Он и верит в бога и не верит… он не понимает, как у мудрого бога, может быть такой безумный мир, где распинают любовь.
И пиковый образ — сама земля простёрта, как спящая женщина. Как Ева, домысливает чуткий и не совсем трезвый читатель.
Словно боль влюблённого — больше чем мир и рай, боль до того огромна.. что она в душе героя, сожгла мир, сокрушила бога и человека: в душе произошёл настоящий апокалипсис, но толпа, этого не заметила. Правда, смутные и робкие зарева дошли до мира, в образе революции. Но сам человек — словно бы умер, он словно вернулся в изначальный мир нежности, до начала времён, когда женщина была — богом, ибо была — сном, нежным шелестом цветения яблони в ночи, нежным светом звёзд.

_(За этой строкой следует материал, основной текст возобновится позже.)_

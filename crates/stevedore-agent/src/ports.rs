//! Host port allocation.
//!
//! Allocation is a pure function over the requested mappings and the set
//! of ports already in use; the reconciler recomputes the in-use set from
//! the committed executions map on every tick rather than tracking it
//! separately.

use std::collections::{BTreeMap, BTreeSet};

use rand::Rng;
use thiserror::Error;

use crate::job::PortMapping;

/// Errors that can occur during port allocation.
#[derive(Debug, Clone, PartialEq, Eq, Error)]
pub enum PortAllocationError {
    /// A statically requested port is already taken.
    #[error("static port {port} requested for \"{name}\" is already in use")]
    Conflict {
        /// The port mapping name.
        name: String,
        /// The conflicting port.
        port: u16,
    },

    /// No free port remains in the configured range.
    #[error("no free port in range {start}..{end} for \"{name}\"")]
    Exhausted {
        /// The port mapping name.
        name: String,
        /// Inclusive start of the range.
        start: u16,
        /// Exclusive end of the range.
        end: u16,
    },
}

/// Chooses concrete host ports for a job's port mappings.
pub trait PortAllocator: Send {
    /// Allocate one host port per requested mapping.
    ///
    /// Statically requested ports are returned verbatim; dynamic mappings
    /// receive a port that is neither in `in_use` nor chosen earlier in
    /// the same call. Pure: no side effects.
    ///
    /// # Errors
    ///
    /// Returns [`PortAllocationError::Conflict`] if a static port is
    /// taken, or [`PortAllocationError::Exhausted`] if the range has no
    /// free port left for a dynamic mapping.
    fn allocate(
        &self,
        requested: &BTreeMap<String, PortMapping>,
        in_use: &BTreeSet<u16>,
    ) -> Result<BTreeMap<String, u16>, PortAllocationError>;
}

/// [`PortAllocator`] drawing dynamic ports from a half-open range.
///
/// Dynamic allocation starts at a random offset within the range and scans
/// forward with wrap-around, so consecutive agents on one host do not pile
/// onto the same low ports.
#[derive(Debug, Clone, Copy)]
pub struct RangePortAllocator {
    start: u16,
    end: u16,
}

impl RangePortAllocator {
    /// Create an allocator over the half-open range `start..end`.
    #[must_use]
    pub const fn new(start: u16, end: u16) -> Self {
        Self { start, end }
    }
}

impl Default for RangePortAllocator {
    fn default() -> Self {
        Self::new(20000, 32768)
    }
}

impl PortAllocator for RangePortAllocator {
    fn allocate(
        &self,
        requested: &BTreeMap<String, PortMapping>,
        in_use: &BTreeSet<u16>,
    ) -> Result<BTreeMap<String, u16>, PortAllocationError> {
        let mut allocation = BTreeMap::new();
        let mut taken = in_use.clone();

        // Static ports first: they are non-negotiable.
        for (name, mapping) in requested {
            if let Some(port) = mapping.external_port {
                if !taken.insert(port) {
                    return Err(PortAllocationError::Conflict {
                        name: name.clone(),
                        port,
                    });
                }
                allocation.insert(name.clone(), port);
            }
        }

        let span = u32::from(self.end.saturating_sub(self.start));
        for (name, mapping) in requested {
            if mapping.external_port.is_some() {
                continue;
            }
            let port = self
                .scan_free(span, &taken)
                .ok_or_else(|| PortAllocationError::Exhausted {
                    name: name.clone(),
                    start: self.start,
                    end: self.end,
                })?;
            taken.insert(port);
            allocation.insert(name.clone(), port);
        }

        Ok(allocation)
    }
}

impl RangePortAllocator {
    /// Scan the range from a random offset for a port not in `taken`.
    fn scan_free(&self, span: u32, taken: &BTreeSet<u16>) -> Option<u16> {
        if span == 0 {
            return None;
        }
        let offset = rand::thread_rng().gen_range(0..span);
        for i in 0..span {
            #[allow(clippy::cast_possible_truncation)] // (offset + i) % span < span <= u16::MAX
            let port = self.start + ((offset + i) % span) as u16;
            if !taken.contains(&port) {
                return Some(port);
            }
        }
        None
    }
}
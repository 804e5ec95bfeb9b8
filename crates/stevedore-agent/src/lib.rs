//! # stevedore-agent
//!
//! Agent-side reconciliation engine for the stevedore container
//! orchestrator. One instance runs per worker node and continuously
//! drives the locally executing container supervisors toward the desired
//! state published by the master, reconciling against a durable record of
//! committed executions.
//!
//! ## Features
//!
//! - **Committed executions**: a persisted, atomically replaced ledger of
//!   what the agent has agreed to run, including port allocations, so
//!   restarts never lose placement decisions
//! - **Reconciliation**: a single-threaded pass computing the delta
//!   between desired tasks, committed executions, and live supervisors
//! - **Reactor**: a coalescing, edge-triggered work driver with a
//!   periodic fallback tick
//! - **Port allocation**: static mappings honored verbatim, dynamic ones
//!   drawn from a configurable range, disjoint across executions
//!
//! The container runtime itself lives behind the [`supervisor::Supervisor`]
//! trait; the master-published deployment table behind
//! [`model::DesiredStateSource`]. This crate carries no CLI and no wire
//! protocol.
//!
//! ## Example
//!
//! ```rust,no_run
//! use std::collections::BTreeMap;
//! use std::sync::Arc;
//!
//! use stevedore_agent::agent::Agent;
//! use stevedore_agent::config::AgentConfig;
//! use stevedore_agent::job::{Job, JobId};
//! use stevedore_agent::model::InMemoryModel;
//! use stevedore_agent::supervisor::{
//!     Supervisor, SupervisorError, SupervisorFactory,
//! };
//!
//! struct RuntimeFactory;
//!
//! impl SupervisorFactory for RuntimeFactory {
//!     fn create(
//!         &self,
//!         _id: &JobId,
//!         _job: &Job,
//!         _ports: &BTreeMap<String, u16>,
//!     ) -> Result<Box<dyn Supervisor>, SupervisorError> {
//!         unimplemented!("wrap the container runtime here")
//!     }
//! }
//!
//! let model = Arc::new(InMemoryModel::new());
//! let agent = Agent::start_with_config(
//!     &AgentConfig::default(),
//!     model,
//!     Box::new(RuntimeFactory),
//! )
//! .unwrap();
//! agent.stop().unwrap();
//! ```

#![warn(missing_docs)]
#![warn(clippy::all)]
#![warn(clippy::pedantic)]

pub mod agent;
pub mod config;
pub mod job;
pub mod model;
pub mod ports;
pub mod reactor;
pub mod reconcile;
pub mod registry;
pub mod store;
pub mod supervisor;

/// Prelude module for convenient imports.
pub mod prelude {
    pub use crate::agent::Agent;
    pub use crate::config::AgentConfig;
    pub use crate::job::{Execution, Goal, Job, JobId, PortMapping, Task};
    pub use crate::model::{DesiredStateSource, InMemoryModel};
    pub use crate::ports::{PortAllocator, RangePortAllocator};
    pub use crate::store::{ExecutionsStore, FileExecutionsStore};
    pub use crate::supervisor::{Supervisor, SupervisorFactory, SupervisorStatus};
}

/// Re-export commonly used types at the crate root.
pub use agent::Agent;
pub use config::AgentConfig;
pub use job::{Execution, Goal, Job, JobId, Task};
pub use reconcile::Reconciler;
pub use store::{ExecutionsMap, ExecutionsStore};
pub use supervisor::{Supervisor, SupervisorFactory};
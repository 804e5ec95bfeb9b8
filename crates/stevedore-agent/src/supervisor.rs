//! The supervisor capability surface the reconciler drives.
//!
//! A supervisor owns one container instance. Concrete implementations wrap
//! a container runtime and live outside this crate; the reconciler only
//! issues idempotent `start`/`stop`/`close` requests and polls status
//! snapshots. Transitions happen asynchronously inside the supervisor, and
//! status changes should eventually reach the agent through whatever
//! mechanism pokes the reactor.

use std::collections::BTreeMap;
use std::fmt;

use thiserror::Error;

use crate::job::{Job, JobId};

/// Coarse lifecycle state a supervisor reports for its container.
#[derive(Debug, Clone, Copy, PartialEq, Eq)]
pub enum ObservedState {
    /// The container is being created.
    Creating,

    /// The container is starting up.
    Starting,

    /// The container is running.
    Running,

    /// The container is being stopped.
    Stopping,

    /// The container was stopped on request.
    Stopped,

    /// The container exited on its own.
    Exited,

    /// The container failed.
    Failed,
}

impl fmt::Display for ObservedState {
    fn fmt(&self, f: &mut fmt::Formatter<'_>) -> fmt::Result {
        match self {
            Self::Creating => write!(f, "creating"),
            Self::Starting => write!(f, "starting"),
            Self::Running => write!(f, "running"),
            Self::Stopping => write!(f, "stopping"),
            Self::Stopped => write!(f, "stopped"),
            Self::Exited => write!(f, "exited"),
            Self::Failed => write!(f, "failed"),
        }
    }
}

/// Snapshot of a supervisor's observable status.
#[derive(Debug, Clone, Copy, PartialEq, Eq)]
pub struct SupervisorStatus {
    /// The supervisor is driving toward (or holding) the running state.
    pub is_starting: bool,

    /// The supervisor is driving toward (or holding) the stopped state.
    pub is_stopping: bool,

    /// The supervisor has quiesced and can safely be discarded.
    pub is_done: bool,

    /// Last observed container state.
    pub state: ObservedState,
}

impl Default for SupervisorStatus {
    fn default() -> Self {
        Self {
            is_starting: false,
            is_stopping: false,
            is_done: false,
            state: ObservedState::Creating,
        }
    }
}

/// Errors surfaced by supervisor operations.
///
/// All of these are per-job and transient from the reconciler's point of
/// view: the offending job is skipped for the tick and retried later.
#[derive(Debug, Error)]
pub enum SupervisorError {
    /// The supervisor could not be created.
    #[error("failed to create supervisor: {0}")]
    Create(String),

    /// The start request could not be issued.
    #[error("failed to start container: {0}")]
    Start(String),

    /// The stop request could not be issued.
    #[error("failed to stop container: {0}")]
    Stop(String),

    /// Supervisor resources could not be released.
    #[error("failed to release supervisor: {0}")]
    Close(String),
}

/// One container's controller.
pub trait Supervisor: Send {
    /// Request the running goal. Idempotent when already starting or
    /// running.
    ///
    /// # Errors
    ///
    /// Returns an error if the request could not be issued.
    fn start(&mut self) -> Result<(), SupervisorError>;

    /// Request the stopped goal. Idempotent.
    ///
    /// # Errors
    ///
    /// Returns an error if the request could not be issued.
    fn stop(&mut self) -> Result<(), SupervisorError>;

    /// Release all resources without stopping the container. Terminal:
    /// the supervisor is unusable afterwards.
    ///
    /// # Errors
    ///
    /// Returns an error if resources could not be released.
    fn close(&mut self) -> Result<(), SupervisorError>;

    /// A snapshot of the current status.
    fn status(&self) -> SupervisorStatus;
}

/// Creates supervisors for committed executions.
///
/// Called exactly once per execution lifetime: on first commit with the
/// freshly allocated ports, or during recovery with the persisted ones.
pub trait SupervisorFactory: Send {
    /// Create a supervisor for `job` bound to the given host ports.
    ///
    /// # Errors
    ///
    /// Returns an error if the supervisor could not be created; the
    /// reconciler retries on a later tick.
    fn create(
        &self,
        id: &JobId,
        job: &Job,
        ports: &BTreeMap<String, u16>,
    ) -> Result<Box<dyn Supervisor>, SupervisorError>;
}
impl<I: Storage, L: BusSender> Master<I, L> {
    /// Create an idle master engine.
    ///
    /// The peer starts as the broadcast sentinel; [`Master::set_target`]
    /// must select a slave before a transfer is started.
    pub fn new(own_id: NodeId, link: L, image: I) -> Self {
        Self {
            own_id,
            peer: NodeId::BROADCAST,
            transfer: Transfer::new(),
            image,
            link,
            fault: None,
        }
    }

    /// Record the slave and region for the upcoming operation.
    ///
    /// Ignored while a transfer is running.
    pub fn set_target(&mut self, peer: NodeId, start_addr: u32, length: u32) {
        if self.is_busy() {
            tracing::debug!(%peer, "set_target ignored: transfer in progress");
            return;
        }

        self.peer = peer;
        self.transfer.arm(start_addr, length);
    }

    /// Announce an upload of the armed region and wait for the slave's ACK.
    ///
    /// Ignored while busy. The slave's ACK signals the region is erased and
    /// payload may flow; see [`Master::handle_frame`].
    pub fn start_upload(&mut self) {
        if self.is_busy() {
            return;
        }

        tracing::debug!(
            own = %self.own_id,
            peer = %self.peer,
            addr = format_args!("{:#x}", self.transfer.start_addr()),
            len = self.transfer.length(),
            "starting upload"
        );
        self.fault = None;
        wire::send_command(
            &mut self.link,
            self.peer,
            Command::Upload,
            self.transfer.start_addr(),
            self.transfer.length(),
        );
        self.transfer.state = TransferState::Erasing;
    }

    /// Request the first block of the armed region from the slave.
    ///
    /// Ignored while busy. Each received block triggers the request for the
    /// next one until `length` bytes have been written to the image sink.
    pub fn start_download(&mut self) {
        if self.is_busy() {
            return;
        }

        tracing::debug!(
            own = %self.own_id,
            peer = %self.peer,
            addr = format_args!("{:#x}", self.transfer.start_addr()),
            len = self.transfer.length(),
            "starting download"
        );
        self.fault = None;
        self.request_block(self.transfer.start_addr());
        self.transfer.state = TransferState::Downloading;
    }

    /// Request device blocks and compare them against the local image.
    ///
    /// Ignored while busy. On the wire this is a download; the difference
    /// is that received blocks are compared instead of written. A mismatch
    /// leaves [`Master::offset`] at the first differing byte.
    pub fn start_verify(&mut self) {
        if self.is_busy() {
            return;
        }

        tracing::debug!(
            own = %self.own_id,
            peer = %self.peer,
            addr = format_args!("{:#x}", self.transfer.start_addr()),
            len = self.transfer.length(),
            "starting verify"
        );
        self.fault = None;
        self.request_block(self.transfer.start_addr());
        self.transfer.state = TransferState::Verifying;
    }

    /// Ask the slave to jump into its bootloader image.
    ///
    /// Identical on the wire to [`Master::execute_firmware`]: both emit
    /// EXECUTE for the armed region, and the device decides what lives at
    /// that address. No state change; fire-and-forget.
    pub fn execute_bootloader(&mut self) {
        self.send_execute();
    }

    /// Ask the slave to jump into its firmware image.
    ///
    /// See [`Master::execute_bootloader`]; the two differ only in which
    /// region the caller armed.
    pub fn execute_firmware(&mut self) {
        self.send_execute();
    }

    /// Cancel the current operation.
    ///
    /// Emits ABORT to the peer (returning it to idle regardless of what it
    /// was doing) and resets this engine to idle. Usable from any state;
    /// this is the remediation for a transfer the embedding has judged
    /// stuck.
    pub fn abort(&mut self) {
        tracing::debug!(peer = %self.peer, "aborting");
        wire::send_command(
            &mut self.link,
            self.peer,
            Command::Abort,
            self.transfer.start_addr(),
            self.transfer.length(),
        );
        self.transfer.state = TransferState::Idle;
        self.fault = None;
    }

    /// Return to idle without emitting anything, clearing any fault.
    pub fn reset(&mut self) {
        self.transfer.state = TransferState::Idle;
        self.fault = None;
    }

    /// True unless the engine is in a terminal (Idle/Error) state.
    #[must_use]
    pub fn is_busy(&self) -> bool {
        self.transfer.is_busy()
    }

    /// Current transfer state.
    #[must_use]
    pub fn state(&self) -> TransferState {
        self.transfer.state()
    }

    /// Bytes transferred so far; after a verify mismatch, the offset of the
    /// first differing byte.
    #[must_use]
    pub fn offset(&self) -> u32 {
        self.transfer.offset()
    }

    /// Bytes the current transfer was armed for.
    #[must_use]
    pub fn length(&self) -> u32 {
        self.transfer.length()
    }

    /// Base address of the armed region.
    #[must_use]
    pub fn start_addr(&self) -> u32 {
        self.transfer.start_addr()
    }

    /// This node's address on the bus.
    #[must_use]
    pub fn own_id(&self) -> NodeId {
        self.own_id
    }

    /// The slave this master is targeting.
    #[must_use]
    pub fn peer(&self) -> NodeId {
        self.peer
    }

    /// Why the last transfer failed. `None` unless in the error state.
    #[must_use]
    pub fn fault(&self) -> Option<Fault> {
        self.fault
    }

    /// The injected image backend.
    pub fn image(&self) -> &I {
        &self.image
    }

    /// Mutable access to the injected image backend.
    pub fn image_mut(&mut self) -> &mut I {
        &mut self.image
    }

    /// Feed one inbound bus frame to the engine.
    ///
    /// Frames from nodes other than the configured peer are discarded, as
    /// are frames of foreign representations and commands the master has no
    /// use for; only ACK and DATA advance the state machine.
    pub fn handle_frame(&mut self, header: &BusHeader, payload: &[u8]) {
        if header.sender != self.peer {
            tracing::trace!(sender = %header.sender, peer = %self.peer, "dropping frame from non-peer");
            return;
        }

        match Frame::parse(payload) {
            Ok(Frame::Command(cmd)) => self.on_command(cmd),
            Ok(Frame::Data(data)) => self.on_data(data),
            Err(err) => tracing::trace!(%err, "ignoring unparseable frame"),
        }
    }

    fn on_command(&mut self, cmd: &CommandFrame) {
        match cmd.command() {
            Some(Command::Ack) => self.on_ack(),
            other => tracing::trace!(?other, "ignoring command on master"),
        }
    }

    /// ACK semantics depend on phase: the first ACK (Erasing) is permission
    /// to start sending payload, later ACKs (Uploading) confirm one block
    /// and trigger the next. The slave writes exactly BLOCK bytes per
    /// acknowledged block except at the final tail, so the cursor advances
    /// by a full block, clamped at `length`.
    fn on_ack(&mut self) {
        match self.transfer.state() {
            TransferState::Uploading => {
                self.transfer.advance(BLOCK as u32);
                self.pump_upload();
            },
            TransferState::Erasing => self.pump_upload(),
            state => tracing::trace!(?state, "ignoring ACK"),
        }
    }

    /// Attempt to send the next block and classify the outcome.
    ///
    /// Shared tail of both ACK arms: bytes produced means the upload is
    /// (still) rolling, a dry source with bytes outstanding is fatal, and a
    /// dry source at the end is completion.
    fn pump_upload(&mut self) {
        let produced =
            wire::send_data_block(&self.transfer, &mut self.image, &mut self.link, self.peer);

        if produced > 0 {
            self.transfer.state = TransferState::Uploading;
        } else if self.transfer.offset() < self.transfer.length() {
            self.fail(Fault::SourceExhausted {
                offset: self.transfer.offset(),
                length: self.transfer.length(),
            });
        } else {
            tracing::debug!(len = self.transfer.length(), "upload complete");
            self.transfer.state = TransferState::Idle;
        }
    }

    fn on_data(&mut self, data: &DataFrame) {
        match self.transfer.state() {
            TransferState::Downloading => self.on_download_block(data),
            TransferState::Verifying => self.on_verify_block(data),
            state => tracing::trace!(?state, "ignoring data block"),
        }
    }

    fn on_download_block(&mut self, data: &DataFrame) {
        let expected = self.transfer.expected_addr();
        if data.address() != expected {
            self.fail(Fault::AddressGap { expected, received: data.address() });
            return;
        }

        let n = self.transfer.chunk_len();
        self.image.write(expected, &data.payload()[..n]);
        self.transfer.advance(n as u32);

        if self.transfer.offset() >= self.transfer.length() {
            tracing::debug!(len = self.transfer.length(), "download complete");
            self.transfer.state = TransferState::Idle;
        } else {
            self.request_block(self.transfer.expected_addr());
        }
    }

    fn on_verify_block(&mut self, data: &DataFrame) {
        let expected = self.transfer.expected_addr();
        if data.address() != expected {
            self.fail(Fault::AddressGap { expected, received: data.address() });
            return;
        }

        let n = self.transfer.chunk_len();
        let mut local = [0u8; BLOCK];
        let produced = self.image.read(expected, &mut local[..n]);

        // The cursor advances per matched byte so a mismatch leaves it
        // pointing at the first differing index.
        for i in 0..produced {
            if data.payload()[i] != local[i] {
                self.transfer.advance(i as u32);
                self.fail(Fault::Mismatch { offset: self.transfer.offset() });
                return;
            }
        }
        self.transfer.advance(produced as u32);

        if self.transfer.offset() >= self.transfer.length() || produced < n {
            tracing::debug!(verified = self.transfer.offset(), "verify complete");
            self.transfer.state = TransferState::Idle;
        } else {
            self.request_block(self.transfer.expected_addr());
        }
    }

    /// Emit one DOWNLOAD request. The requested length is always a full
    /// block; at the tail the slave replies with a full block whose excess
    /// bytes are meaningless and ignored by the chunk arithmetic.
    fn request_block(&mut self, address: u32) {
        wire::send_command(&mut self.link, self.peer, Command::Download, address, BLOCK as u32);
    }

    fn send_execute(&mut self) {
        tracing::debug!(
            peer = %self.peer,
            addr = format_args!("{:#x}", self.transfer.start_addr()),
            "requesting execute"
        );
        wire::send_command(
            &mut self.link,
            self.peer,
            Command::Execute,
            self.transfer.start_addr(),
            self.transfer.length(),
        );
    }

    fn fail(&mut self, fault: Fault) {
        tracing::warn!(%fault, "transfer failed");
        self.fault = Some(fault);
        self.transfer.state = TransferState::Error;
    }
}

Быть может даже в начале мира первым был не Адам, а — Ева, и она спала и видела дивный сон о мире, о Христе, о Рафаэле, и о самом прекрасном носике во вселенной, на 23-м этаже, чуть левее Пояса Ориона.
И Маяковский был частью этого сна: частью сна женщины: её дыханием..
Впрочем, ничего этого может и не было, и я просто проснулся с томиком Маяковского, и с закладкой — фотографией моей московской красавицы. Поэму я ещё не успел прочитать. Мне просто снилась самая прекрасная женщина в этом мире… Моё облачко в лиловой пижамке.